Você já pensou nisso?

Um jovem deixou um bilhete aos familiares, pouco antes de cometer suicídio, e expressou no papel o que estava sentindo.

Disse ele que a maior dor na vida não é morrer, mas ser ignorado.

É perder alguém que nos amava e que deixou de se importar conosco. É ser deixado de lado por quem tanto nos apoiava e constatar que esse é o resultado da nossa negligência.

A maior dor na vida não é morrer, mas ser esquecido.
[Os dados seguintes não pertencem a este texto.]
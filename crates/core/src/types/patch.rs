//! Typed partial edit of a shop's public fields.
//!
//! An update request stores only the fields the requester actually changed.
//! Approval applies exactly those fields and leaves the rest of the shop alone.

use serde::{Deserialize, Serialize};

/// The editable public fields of a shop, as currently stored or as submitted
/// in an edit form.
#[derive(Debug, Clone, PartialEq, Eq, Serialize, Deserialize)]
pub struct ShopFields {
    pub name: String,
    pub phone: String,
    pub address: String,
    pub city: String,
    pub schedule: String,
    pub whatsapp: bool,
}

/// Changed fields only; `None` means "leave as is".
#[derive(Debug, Clone, Default, PartialEq, Eq, Serialize, Deserialize)]
#[serde(deny_unknown_fields)]
pub struct ShopPatch {
    #[serde(default, skip_serializing_if = "Option::is_none")]
    pub name: Option<String>,
    #[serde(default, skip_serializing_if = "Option::is_none")]
    pub phone: Option<String>,
    #[serde(default, skip_serializing_if = "Option::is_none")]
    pub address: Option<String>,
    #[serde(default, skip_serializing_if = "Option::is_none")]
    pub city: Option<String>,
    #[serde(default, skip_serializing_if = "Option::is_none")]
    pub schedule: Option<String>,
    #[serde(default, skip_serializing_if = "Option::is_none")]
    pub whatsapp: Option<bool>,
}

fn changed<T: PartialEq + Clone>(current: &T, proposed: &T) -> Option<T> {
    (current != proposed).then(|| proposed.clone())
}

impl ShopPatch {
    /// Build the patch that turns `current` into `proposed`.
    #[must_use]
    pub fn diff(current: &ShopFields, proposed: &ShopFields) -> Self {
        Self {
            name: changed(&current.name, &proposed.name),
            phone: changed(&current.phone, &proposed.phone),
            address: changed(&current.address, &proposed.address),
            city: changed(&current.city, &proposed.city),
            schedule: changed(&current.schedule, &proposed.schedule),
            whatsapp: changed(&current.whatsapp, &proposed.whatsapp),
        }
    }

    /// True when no field would change.
    #[must_use]
    pub const fn is_empty(&self) -> bool {
        self.name.is_none()
            && self.phone.is_none()
            && self.address.is_none()
            && self.city.is_none()
            && self.schedule.is_none()
            && self.whatsapp.is_none()
    }

    /// Names of the fields present, in declaration order.
    #[must_use]
    pub fn changed_fields(&self) -> Vec<&'static str> {
        [
            ("name", self.name.is_some()),
            ("phone", self.phone.is_some()),
            ("address", self.address.is_some()),
            ("city", self.city.is_some()),
            ("schedule", self.schedule.is_some()),
            ("whatsapp", self.whatsapp.is_some()),
        ]
        .into_iter()
        .filter_map(|(field, present)| present.then_some(field))
        .collect()
    }
}

#[cfg(test)]
#[allow(clippy::unwrap_used)]
mod tests {
    use super::*;

    fn taller_central() -> ShopFields {
        ShopFields {
            name: "Taller Central".to_string(),
            phone: "809-555-0101".to_string(),
            address: "Av. Duarte 12".to_string(),
            city: "Santo Domingo".to_string(),
            schedule: "Lun-Sab 8:00-18:00".to_string(),
            whatsapp: false,
        }
    }

    #[test]
    fn test_diff_of_identical_forms_is_empty() {
        let shop = taller_central();
        let patch = ShopPatch::diff(&shop, &shop.clone());
        assert!(patch.is_empty());
        assert!(patch.changed_fields().is_empty());
    }

    #[test]
    fn test_diff_keeps_only_changed_fields() {
        let current = taller_central();
        let mut proposed = current.clone();
        proposed.city = "Santiago".to_string();
        proposed.whatsapp = true;

        let patch = ShopPatch::diff(&current, &proposed);
        assert_eq!(patch.city.as_deref(), Some("Santiago"));
        assert_eq!(patch.whatsapp, Some(true));
        assert_eq!(patch.name, None);
        assert_eq!(patch.changed_fields(), vec!["city", "whatsapp"]);
    }

    #[test]
    fn test_serialization_omits_absent_fields() {
        let patch = ShopPatch {
            city: Some("Santiago".to_string()),
            ..ShopPatch::default()
        };
        assert_eq!(
            serde_json::to_value(&patch).unwrap(),
            serde_json::json!({ "city": "Santiago" })
        );
    }

    #[test]
    fn test_unknown_fields_are_rejected() {
        let result = serde_json::from_str::<ShopPatch>(r#"{"rating": 5}"#);
        assert!(result.is_err());
    }
}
É ficar sem um cumprimento após uma grande conquista.

É não ter um amigo telefonando só para dizer “olá”.

É ver a indiferença num rosto quando abrimos nosso coração.

O que muito dói na vida é ver aqueles que foram nossos amigos, sempre muito ocupados quando precisamos de alguém para nos consolar e nos ajudar a reerguer o nosso ânimo.

É quando parece que nas aflições estamos sozinhos com as nossas tristezas.

Muitas dores nos afetam, mas isso pode parecer mais leve quando alguém nos dá atenção.

É bem possível que esse jovem tenha tido seus motivos para escrever o que escreveu.

Todavia, em nenhum momento deve ter pensado naqueles que o rodeavam.

Se pudesse sentir a dor de um coração de mãe dilacerado ante o corpo sem vida do filho amado…

Se pudesse experimentar o sofrimento de um pai que tenta, em vão, saber do filho morto o que o levou a tamanho desatino…

Se sentisse o desespero de um irmão que busca resposta nos lábios imóveis do ser que lhe compartilhou a infância…

Se pudesse suportar, ainda que por instantes, a dor de um amigo sincero a contemplar seus lábios emudecidos no caixão, certamente mudaria seu conceito sobre a maior dor.

Se você pensa que está passando pela maior dor que alguém pode experimentar, considere o seguinte:

Uma mãe que chora sobre o corpo do filho querido que foi alvo das bombas assassinas, em nome das guerras frias e cruéis.

Uma criança debruçada sobre o corpo inerte da mãe atingida por granadas mortíferas.

Um órfão de guerra que é obrigado a empunhar as mesmas armas que aniquilaram seus pais…

Um pai de família que assiste o assassinato dos seus, de mãos amarradas.

Enfim, pense um pouco nessas outras dores…

Pense um pouco nos tantos corações que sofrem dores mais amargas que as suas.

E se ainda assim você estiver certo de que a sua dor é maior, lembre-se daquela mãe que um dia assistiu a crucificação do filho inocente, sem poder fazer nada.

Lembre-se também daquele que suportou a cruz do martírio mas não perdeu a confiança no pai, que tudo sabe.

E se ainda assim você achar que é o maior dos sofredores, considere que talvez o egoísmo esteja prejudicando a sua visão.

Pense nisso!

Descobrir qual é a maior dor, é muito difícil.

Mas a maior decepção é fácil de deduzir.

É a daqueles que se suicidam pensando que extinguirão a vida e com ela todos os problemas.

Esses saem do corpo, mas, indubitavelmente, não saem da vida e, muito menos, acabam com os problemas.

Portando, por mais difícil que esteja a situação, nunca vale a pena buscar essa porta falsa, chamada suicídio.

É importante lembrar sempre:

por mais escura e longa que seja a noite, o sol sempre volta a brilhar.

E por mais que pensemos estar na solidão, temos sempre conosco um amigo fiel e dedicado que jamais nos abandona: o Meigo Rabi da Galiléia.

(Redação do momento espírita, baseado em mensagem volante sem menção ao autor.)